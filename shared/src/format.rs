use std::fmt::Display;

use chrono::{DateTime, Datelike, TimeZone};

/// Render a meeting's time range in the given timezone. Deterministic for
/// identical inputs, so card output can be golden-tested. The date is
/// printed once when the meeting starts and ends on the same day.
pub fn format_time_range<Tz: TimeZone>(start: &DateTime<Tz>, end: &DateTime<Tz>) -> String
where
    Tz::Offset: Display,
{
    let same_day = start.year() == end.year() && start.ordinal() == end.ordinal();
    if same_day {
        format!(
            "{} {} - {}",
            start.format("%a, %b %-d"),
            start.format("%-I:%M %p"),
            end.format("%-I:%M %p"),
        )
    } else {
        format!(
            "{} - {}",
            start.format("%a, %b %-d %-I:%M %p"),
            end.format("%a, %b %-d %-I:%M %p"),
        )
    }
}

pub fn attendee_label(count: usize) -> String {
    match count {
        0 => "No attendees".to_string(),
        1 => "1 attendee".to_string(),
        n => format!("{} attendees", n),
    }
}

____

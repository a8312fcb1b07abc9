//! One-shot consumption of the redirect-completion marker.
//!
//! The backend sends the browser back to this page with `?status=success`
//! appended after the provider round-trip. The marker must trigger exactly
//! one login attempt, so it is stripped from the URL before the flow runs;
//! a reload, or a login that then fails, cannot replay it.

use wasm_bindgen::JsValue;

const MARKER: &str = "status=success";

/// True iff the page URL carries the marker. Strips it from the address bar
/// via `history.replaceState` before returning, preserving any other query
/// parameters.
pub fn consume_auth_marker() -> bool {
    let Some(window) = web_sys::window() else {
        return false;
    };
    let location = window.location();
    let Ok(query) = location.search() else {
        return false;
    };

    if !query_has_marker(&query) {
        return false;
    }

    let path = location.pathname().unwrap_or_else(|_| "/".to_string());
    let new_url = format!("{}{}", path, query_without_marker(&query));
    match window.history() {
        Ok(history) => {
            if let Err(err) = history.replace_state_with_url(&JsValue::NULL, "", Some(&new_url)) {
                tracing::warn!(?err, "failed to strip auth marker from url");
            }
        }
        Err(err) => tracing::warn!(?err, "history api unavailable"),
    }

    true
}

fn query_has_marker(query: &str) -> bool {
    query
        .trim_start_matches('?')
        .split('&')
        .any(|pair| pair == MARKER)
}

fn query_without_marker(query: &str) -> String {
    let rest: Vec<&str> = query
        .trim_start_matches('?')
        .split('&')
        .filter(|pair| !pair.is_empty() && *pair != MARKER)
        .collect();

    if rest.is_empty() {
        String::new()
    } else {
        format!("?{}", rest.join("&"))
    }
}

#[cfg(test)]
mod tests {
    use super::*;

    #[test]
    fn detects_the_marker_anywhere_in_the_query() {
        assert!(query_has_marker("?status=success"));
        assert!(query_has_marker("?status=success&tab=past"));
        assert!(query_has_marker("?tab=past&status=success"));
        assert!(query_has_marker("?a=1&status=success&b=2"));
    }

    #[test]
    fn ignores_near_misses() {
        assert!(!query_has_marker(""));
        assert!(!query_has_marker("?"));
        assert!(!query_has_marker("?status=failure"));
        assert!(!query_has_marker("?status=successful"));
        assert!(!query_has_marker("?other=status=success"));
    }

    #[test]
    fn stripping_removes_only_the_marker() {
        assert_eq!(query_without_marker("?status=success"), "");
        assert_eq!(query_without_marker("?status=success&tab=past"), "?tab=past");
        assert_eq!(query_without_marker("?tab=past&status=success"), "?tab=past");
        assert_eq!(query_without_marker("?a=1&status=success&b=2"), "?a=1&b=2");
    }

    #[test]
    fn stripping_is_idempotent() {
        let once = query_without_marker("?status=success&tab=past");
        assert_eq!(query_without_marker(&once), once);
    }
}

____

Take the lines above from the one containing "filename shared/src/format.rs" down to the one containing "The date is", and transcribe them exactly, both ends included.

* RESULT BELOW:
filename shared/src/format.rs
use std::fmt::Display;

use chrono::{DateTime, Datelike, TimeZone};

/// Render a meeting's time range in the given timezone. Deterministic for
/// identical inputs, so card output can be golden-tested. The date is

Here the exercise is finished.